OSINT Collection Schema
Updated: May 2
There is a lot of great information and tools out there that focus on "how" to collect publicly available information and equally a lot of great courses that develop an analytical mindset to derive the real value from open source information and produce actual intelligence. However, there is often a void for newcomers and seasoned OSINT practitioners alike when addressing the following 3 critical questions:
What should I be collecting? (meaning actual content, not the directed broader intelligence requirements)
How do I structure & log the information properly?
How are things related/linked?
There are many ways to tackle these questions and what I discuss throughout this post is simply a method that aim to:
Help define your collection plan based on operational requirements and;
Structure what you collect in a way that is repeatable, universal and provide flexibility to ingest into other analytical systems (human or technological) to derive additional meaning and produce intelligence.
In a way the approach described can be used for analysis itself through identifying relationships, but for this post the primary focus is on answering the 3 questions outlined at the top. What to focus collection efforts on, how to structure the collection & input it into a database, and work down the rabbit hole in a meaningful way by understanding how things are linked.
When you zoom into the schema you will see a Venn diagram surrounded by entity schemas.

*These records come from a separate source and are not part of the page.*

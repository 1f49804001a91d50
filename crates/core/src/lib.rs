pub mod config;
pub mod error;
pub mod store;
pub mod types;

pub use config::AppConfig;
pub use error::{RecError, RecResult};
pub use store::BookStore;
//! Benchmarks for the fusion pipeline over a synthetic catalog.
//! Run with: cargo bench -p bookrec-engine

#![allow(clippy::unwrap_used)]

use bookrec_core::config::EngineConfig;
use bookrec_core::types::{Book, Interaction, InteractionKind, UserProfile};
use bookrec_engine::FusionEngine;
use bookrec_store::InMemoryStore;
use chrono::{Duration, Utc};
use std::sync::Arc;

const GENRES: [&str; 8] = [
    "Fantasy",
    "Science Fiction",
    "Mystery",
    "History",
    "Poetry",
    "Romance",
    "Biography",
    "Cooking",
];
const WORDS: [&str; 12] = [
    "dragon", "empire", "detective", "voyage", "garden", "river", "letters", "winter", "machine",
    "kingdom", "recipe", "memory",
];

fn create_store(books: i64, users: i64) -> InMemoryStore {
    let store = InMemoryStore::with_books((1..=books).map(|id| {
        let w = |k: i64| WORDS[((id * k) % WORDS.len() as i64) as usize];
        Book::new(id, format!("The {} {}", w(3), w(7)), format!("Author {}", id % 40))
            .with_genre(GENRES[(id % GENRES.len() as i64) as usize])
            .with_rating(2.5 + (id % 26) as f64 / 10.0)
            .with_description(format!("A story of {} and {} across the {}", w(5), w(11), w(13)))
    }));

    let now = Utc::now();
    for user_id in 1..=users {
        for step in 0..30 {
            let book_id = (user_id * 17 + step * 31) % books + 1;
            let (kind, rating) = match step % 4 {
                0 => (InteractionKind::Rate, Some(1.0 + ((user_id + step) % 5) as f64)),
                1 => (InteractionKind::Like, None),
                _ => (InteractionKind::View, None),
            };
            store.push_interaction(Interaction {
                user_id,
                book_id,
                kind,
                rating,
                occurred_at: now - Duration::minutes(step),
            });
        }
    }
    store
}

fn create_test_profile() -> UserProfile {
    let mut profile = UserProfile::new(7);
    profile.selected_genres = vec!["Fantasy".to_string(), "Mystery".to_string()];
    profile.favorite_authors = vec!["Author 3".to_string()];
    profile.interaction_weights.insert("Fantasy".to_string(), 2.0);
    profile
}

fn main() {
    let store = Arc::new(create_store(2_000, 300));
    let engine = FusionEngine::new(store, &EngineConfig::default());
    let profile = create_test_profile();
    let limit = 20;

    // Warmup, also fills the model cache
    for _ in 0..5 {
        engine.fuse(&profile, limit).unwrap();
    }

    let iterations = 200;
    let start = std::time::Instant::now();

    for _ in 0..iterations {
        let _ = engine.fuse(&profile, limit).unwrap();
    }

    let elapsed = start.elapsed();
    let per_iter = elapsed / iterations;

    println!("=== Fusion Benchmark ===");
    println!("Iterations:  {}", iterations);
    println!("Total time:  {:?}", elapsed);
    println!("Per call:    {:?}", per_iter);
    println!("Throughput:  {:.0} requests/sec", iterations as f64 / elapsed.as_secs_f64());
    println!("Limit:       {}", limit);

    // Cold path: every request rebuilds the models
    let cold = FusionEngine::new(Arc::new(create_store(2_000, 300)), &EngineConfig {
        cache_ttl_secs: 0,
        ..Default::default()
    });
    let start = std::time::Instant::now();
    for _ in 0..20 {
        let _ = cold.fuse(&profile, limit).unwrap();
    }
    println!("Uncached:    {:?} per call", start.elapsed() / 20);
}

What are we trying to do here?
Essentially we are trying to provide a relationship based diagram (Venn diagram) for how different entities/things can be linked or are related. It can take a little getting used to when exploring the pathways of a Venn diagram but lets look at it closer:
Using a Person entity as a start point for collection you can see how the pathway creates a relationship with all other entities to clearly specify how they may be linked (and how you can report them). Inversley, if you identified an Action entity (e.g. someone attacked something with the event being the attack) you can quickly follow the pathways for how it is overlapped with an Event and can link directly to a Place or Person and through a 2nd/3rd order path it could possibly link to an Organisation.
What about these schema tables?
These schemas (covering People, Places, Organisations, Events, Actions and Products) are derived directly from www.schema.org and are a tabulated way to capture attributes or information related to an entity. You do not need to use every attribute, and often most are blank, but if you build your database with a copy & paste of the schema table you will be setup for success for integration with other systems, or just to have a universal method to collect and report.
What is schema.org?
"Founded by Google, Microsoft, Yahoo and Yandex, Schema.org vocabularies are developed by an open community process, using the firstname.lastname@example.org mailing list and through GitHub."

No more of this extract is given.